*** Opening Records provided ***
//! Theme export container (`.tr`).
//!
//! Byte-compatible with the files exported by the vendor's Windows tool.
//! All integers are little-endian, strings carry a 7-bit length prefix.
//!
//! ```text
//! [u8; 4]  magic DD DC DD DC
//! bool     show_system_info
//! i32      element count, then each element:
//!            i32 mode, mode_sub, x, y, main_count, sub_count
//!            str font_name; f32 font_size; u8 font_style, font_unit, font_charset
//!            u8 a, r, g, b; str text
//! bool     show_background, show_screenshot
//! i32      direction, ui_mode, mode
//! bool     hide_screenshot_bg; i32 x4 screenshot rect
//! bool     show_mask; i32 x2 mask center
//! [u8]     10240 bytes of 0xDC
//! i32      mask length (0 = none), mask bytes
//! i32      0 = static background (i32 length, bytes, 0 length = none)
//!          N > 0 = animation with N frames (timestamps, then length-prefixed JPEGs)
//! ```
//!
//! Files starting with `DC DC` come from an older exporter and decode to
//! [`ThemeContainer::legacy_default`].

use std::path::Path;

use serde::{Deserialize, Serialize};

use crate::error::{Result, TrccError};
use crate::protocol::status::hex_spaced;
use crate::storage::animation::AnimationContainer;
use crate::utils::binary_cursor::{BinaryCursor, BinaryWriter};

pub const TR_MAGIC: [u8; 4] = [0xDD, 0xDC, 0xDD, 0xDC];
pub const TR_LEGACY_MAGIC: [u8; 2] = [0xDC, 0xDC];
const PADDING_BYTE: u8 = 0xDC;
const PADDING_LEN: usize = 10_240;

// =============================================================================
// Types
// =============================================================================

/// One overlay item. Order in [`ThemeContainer::elements`] is render order.
#[derive(Debug, Clone, PartialEq, Serialize, Deserialize)]
pub struct OverlayElement {
    pub mode: i32,
    pub mode_sub: i32,
    pub x: i32,
    pub y: i32,
    pub main_count: i32,
    pub sub_count: i32,
    pub font_name: String,
    pub font_size: f32,
    pub font_style: u8,
    pub font_unit: u8,
    pub font_charset: u8,
    /// A, R, G, B.
    pub color: [u8; 4],
    pub text: String,
}

impl Default for OverlayElement {
    fn default() -> Self {
        Self {
            mode: 0,
            mode_sub: 0,
            x: 0,
            y: 0,
            main_count: 0,
            sub_count: 0,
            font_name: "Microsoft YaHei".into(),
            font_size: 36.0,
            font_style: 0,
            font_unit: 3,
            font_charset: 134,
            color: [255, 255, 255, 255],
            text: String::new(),
        }
    }
}

/// Layout flags of a theme.
#[derive(Debug, Clone, Default, PartialEq, Eq, Serialize, Deserialize)]
pub struct ThemeLayout {
    pub show_system_info: bool,
    pub show_background: bool,
    pub show_screenshot: bool,
    /// Rotation in degrees.
    pub direction: i32,
    pub ui_mode: i32,
    pub mode: i32,
    pub hide_screenshot_bg: bool,
    /// x, y, width, height.
    pub screenshot_rect: [i32; 4],
    pub show_mask: bool,
    pub mask_center: [i32; 2],
}

#[derive(Debug, Clone, Default, PartialEq)]
pub struct ThemeContainer {
    pub layout: ThemeLayout,
    pub elements: Vec<OverlayElement>,
    /// Encoded image (PNG or JPEG).
    pub background: Option<Vec<u8>>,
    pub mask: Option<Vec<u8>>,
    pub animation: Option<AnimationContainer>,
}

impl ThemeContainer {
    /// What a `DC DC` file decodes to: system info on, background shown, no overlays.
    pub fn legacy_default() -> Self {
        Self {
            layout: ThemeLayout {
                show_system_info: true,
                show_background: true,
                ..ThemeLayout::default()
            },
            ..Self::default()
        }
    }

    pub fn has_background(&self) -> bool {
        self.background.as_ref().is_some_and(|b| !b.is_empty())
    }

    pub fn has_mask(&self) -> bool {
        self.mask.as_ref().is_some_and(|m| !m.is_empty())
    }

    pub fn has_animation(&self) -> bool {
        self.animation.as_ref().is_some_and(|a| !a.is_empty())
    }

    // =========================================================================
    // Export
    // =========================================================================

    /// Serialize the whole container.
    ///
    /// A theme carries either a static background or an animation, not both.
    pub fn encode(&self) -> Result<Vec<u8>> {
        if self.has_background() && self.has_animation() {
            return Err(TrccError::Unsupported(
                "a theme cannot embed both a background image and an animation".into(),
            ));
        }

        let mut w = BinaryWriter::with_capacity(PADDING_LEN + 1024);
        w.write_bytes(&TR_MAGIC);
        w.write_bool(self.layout.show_system_info);

        w.write_i32(self.elements.len() as i32);
        for element in &self.elements {
            write_element(&mut w, element);
        }

        let l = &self.layout;
        w.write_bool(l.show_background);
        w.write_bool(l.show_screenshot);
        w.write_i32(l.direction);
        w.write_i32(l.ui_mode);
        w.write_i32(l.mode);
        w.write_bool(l.hide_screenshot_bg);
        for v in l.screenshot_rect {
            w.write_i32(v);
        }
        w.write_bool(l.show_mask);
        for v in l.mask_center {
            w.write_i32(v);
        }

        w.write_fill(PADDING_BYTE, PADDING_LEN);

        write_blob(&mut w, self.mask.as_deref());

        match &self.animation {
            Some(anim) if !anim.is_empty() => anim.encode_body(&mut w),
            _ => {
                w.write_i32(0);
                write_blob(&mut w, self.background.as_deref());
            }
        }
        Ok(w.into_inner())
    }

    // =========================================================================
    // Import
    // =========================================================================

    pub fn decode(data: &[u8]) -> Result<Self> {
        if data.starts_with(&TR_LEGACY_MAGIC) {
            tracing::warn!("Legacy DC DC theme container, using default layout");
            return Ok(Self::legacy_default());
        }
        if !data.starts_with(&TR_MAGIC) {
            return Err(TrccError::BadMagic {
                expected: hex_spaced(&TR_MAGIC),
                found: hex_spaced(&data[..data.len().min(4)]),
            });
        }

        let mut c = BinaryCursor::new(&data[TR_MAGIC.len()..]);
        let show_system_info = c.read_bool()?;

        let count = c.read_i32()?;
        let count = usize::try_from(count)
            .map_err(|_| TrccError::CorruptContainer(format!("negative element count {}", count)))?;
        // Smallest possible element is 37 bytes.
        if count.saturating_mul(37) > c.remaining() {
            return Err(TrccError::CorruptContainer(format!(
                "element count {} exceeds remaining {} bytes",
                count,
                c.remaining()
            )));
        }
        let elements = (0..count)
            .map(|_| read_element(&mut c))
            .collect::<Result<Vec<_>>>()?;

        let layout = ThemeLayout {
            show_system_info,
            show_background: c.read_bool()?,
            show_screenshot: c.read_bool()?,
            direction: c.read_i32()?,
            ui_mode: c.read_i32()?,
            mode: c.read_i32()?,
            hide_screenshot_bg: c.read_bool()?,
            screenshot_rect: [c.read_i32()?, c.read_i32()?, c.read_i32()?, c.read_i32()?],
            show_mask: c.read_bool()?,
            mask_center: [c.read_i32()?, c.read_i32()?],
        };

        c.skip(PADDING_LEN)?;

        let mask = read_blob(&mut c)?;

        let (background, animation) = match c.read_i32()? {
            0 => (read_blob(&mut c)?, None),
            n if n > 0 => {
                let anim = AnimationContainer::decode_frames_after_count(&mut c, n as usize)?;
                (None, Some(anim))
            }
            n => {
                return Err(TrccError::CorruptContainer(format!(
                    "negative background marker {}",
                    n
                )));
            }
        };

        Ok(Self {
            layout,
            elements,
            background,
            mask,
            animation,
        })
    }

    pub fn read_file(path: &Path) -> Result<Self> {
        let data = std::fs::read(path)?;
        Self::decode(&data)
    }

    /// Encode fully in memory, then write in one call.
    pub fn write_file(&self, path: &Path) -> Result<()> {
        let bytes = self.encode()?;
        std::fs::write(path, bytes)?;
        Ok(())
    }
}

fn write_element(w: &mut BinaryWriter, e: &OverlayElement) {
    w.write_i32(e.mode);
    w.write_i32(e.mode_sub);
    w.write_i32(e.x);
    w.write_i32(e.y);
    w.write_i32(e.main_count);
    w.write_i32(e.sub_count);
    w.write_7bit_string(&e.font_name);
    w.write_f32(e.font_size);
    w.write_u8(e.font_style);
    w.write_u8(e.font_unit);
    w.write_u8(e.font_charset);
    w.write_bytes(&e.color);
    w.write_7bit_string(&e.text);
}

fn read_element(c: &mut BinaryCursor<'_>) -> Result<OverlayElement> {
    Ok(OverlayElement {
        mode: c.read_i32()?,
        mode_sub: c.read_i32()?,
        x: c.read_i32()?,
        y: c.read_i32()?,
        main_count: c.read_i32()?,
        sub_count: c.read_i32()?,
        font_name: c.read_7bit_string()?,
        font_size: c.read_f32()?,
        font_style: c.read_u8()?,
        font_unit: c.read_u8()?,
        font_charset: c.read_u8()?,
        color: [c.read_u8()?, c.read_u8()?, c.read_u8()?, c.read_u8()?],
        text: c.read_7bit_string()?,
    })
}

/// i32 length then bytes; zero length means absent.
fn write_blob(w: &mut BinaryWriter, blob: Option<&[u8]>) {
    let blob = blob.unwrap_or_default();
    w.write_i32(blob.len() as i32);
    w.write_bytes(blob);
}

fn read_blob(c: &mut BinaryCursor<'_>) -> Result<Option<Vec<u8>>> {
    let len = c.read_i32()?;
    match usize::try_from(len) {
        Ok(0) => Ok(None),
        Ok(n) => Ok(Some(c.read_bytes(n)?.to_vec())),
        Err(_) => Err(TrccError::CorruptContainer(format!("negative blob length {}", len))),
    }
}

#[cfg(test)]
mod tests {
    use super::*;

    fn element(mode: i32, text: &str) -> OverlayElement {
        OverlayElement {
            mode,
            x: 10 * mode,
            y: 20,
            text: text.into(),
            ..OverlayElement::default()
        }
    }

    #[test]
    fn test_empty_theme_size() {
        let bytes = ThemeContainer::default().encode().unwrap();
        // magic + flag + count + layout + padding + mask len + marker + bg len
        let layout = 2 + 3 * 4 + 1 + 4 * 4 + 1 + 2 * 4;
        assert_eq!(bytes.len(), 4 + 1 + 4 + layout + PADDING_LEN + 4 + 4 + 4);
        assert_eq!(&bytes[..4], &TR_MAGIC);
    }

    #[test]
    fn test_element_bytes() {
        let theme = ThemeContainer {
            elements: vec![element(1, "CPU")],
            ..ThemeContainer::default()
        };
        let bytes = theme.encode().unwrap();
        let e = &bytes[9..];
        assert_eq!(&e[0..4], &1i32.to_le_bytes());
        assert_eq!(&e[4 * 6..4 * 6 + 16], b"\x0fMicrosoft YaHei");
        let after_name = 24 + 16;
        assert_eq!(&e[after_name..after_name + 4], &36.0f32.to_le_bytes());
        assert_eq!(&e[after_name + 4..after_name + 7], &[0, 3, 134]);
        assert_eq!(&e[after_name + 7..after_name + 11], &[255, 255, 255, 255]);
        assert_eq!(&e[after_name + 11..after_name + 15], b"\x03CPU");
    }

    #[test]
    fn test_round_trip_with_images() {
        let theme = ThemeContainer {
            layout: ThemeLayout {
                direction: 90,
                show_background: true,
                screenshot_rect: [1, 2, 300, 400],
                mask_center: [160, 160],
                ..ThemeLayout::default()
            },
            elements: vec![element(1, "a"), element(2, &"x".repeat(300))],
            background: Some(vec![0x89, b'P', b'N', b'G']),
            mask: Some(vec![1, 2, 3]),
            animation: None,
        };
        let decoded = ThemeContainer::decode(&theme.encode().unwrap()).unwrap();
        assert_eq!(decoded, theme);
    }

    #[test]
    fn test_embedded_animation() {
        let anim = AnimationContainer::new(vec![0, 42], vec![vec![1; 5], vec![2; 7]]).unwrap();
        let theme = ThemeContainer {
            animation: Some(anim.clone()),
            ..ThemeContainer::default()
        };
        let decoded = ThemeContainer::decode(&theme.encode().unwrap()).unwrap();
        assert_eq!(decoded.animation, Some(anim));
        assert!(!decoded.has_background());
    }

    #[test]
    fn test_embedded_animation_keeps_one_timestamp_per_frame() {
        assert!(AnimationContainer::new(vec![0], vec![vec![1, 2, 3], vec![4, 5]]).is_err());

        let anim = AnimationContainer::new(vec![0, 40, 80], vec![vec![1; 3], vec![2; 2], vec![3]]).unwrap();
        let theme = ThemeContainer {
            animation: Some(anim),
            ..ThemeContainer::default()
        };
        let decoded = ThemeContainer::decode(&theme.encode().unwrap()).unwrap();
        let embedded = decoded.animation.unwrap();
        assert_eq!(embedded.timestamps(), &[0, 40, 80]);
        assert_eq!(embedded.frames().len(), 3);
    }

    #[test]
    fn test_background_and_animation_conflict() {
        let theme = ThemeContainer {
            background: Some(vec![1]),
            animation: Some(AnimationContainer::new(vec![0], vec![vec![1]]).unwrap()),
            ..ThemeContainer::default()
        };
        assert!(matches!(theme.encode(), Err(TrccError::Unsupported(_))));
    }

    #[test]
    fn test_legacy_and_bad_magic() {
        let legacy = ThemeContainer::decode(&[0xDC, 0xDC, 0x00]).unwrap();
        assert_eq!(legacy, ThemeContainer::legacy_default());

        let err = ThemeContainer::decode(&[0xDD, 0xDD, 0xDD, 0xDD]).unwrap_err();
        match err {
            TrccError::BadMagic { expected, found } => {
                assert_eq!(expected, "dd dc dd dc");
                assert_eq!(found, "dd dd dd dd");
            }
            other => panic!("unexpected error: {other}"),
        }
    }

    #[test]
    fn test_truncated_theme() {
        let bytes = ThemeContainer::default().encode().unwrap();
        let err = ThemeContainer::decode(&bytes[..100]).unwrap_err();
        assert!(err.is_corrupt_container());
    }
}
*** Closing Records provided ***
Please state only the number of lines above that hold the string "format".

4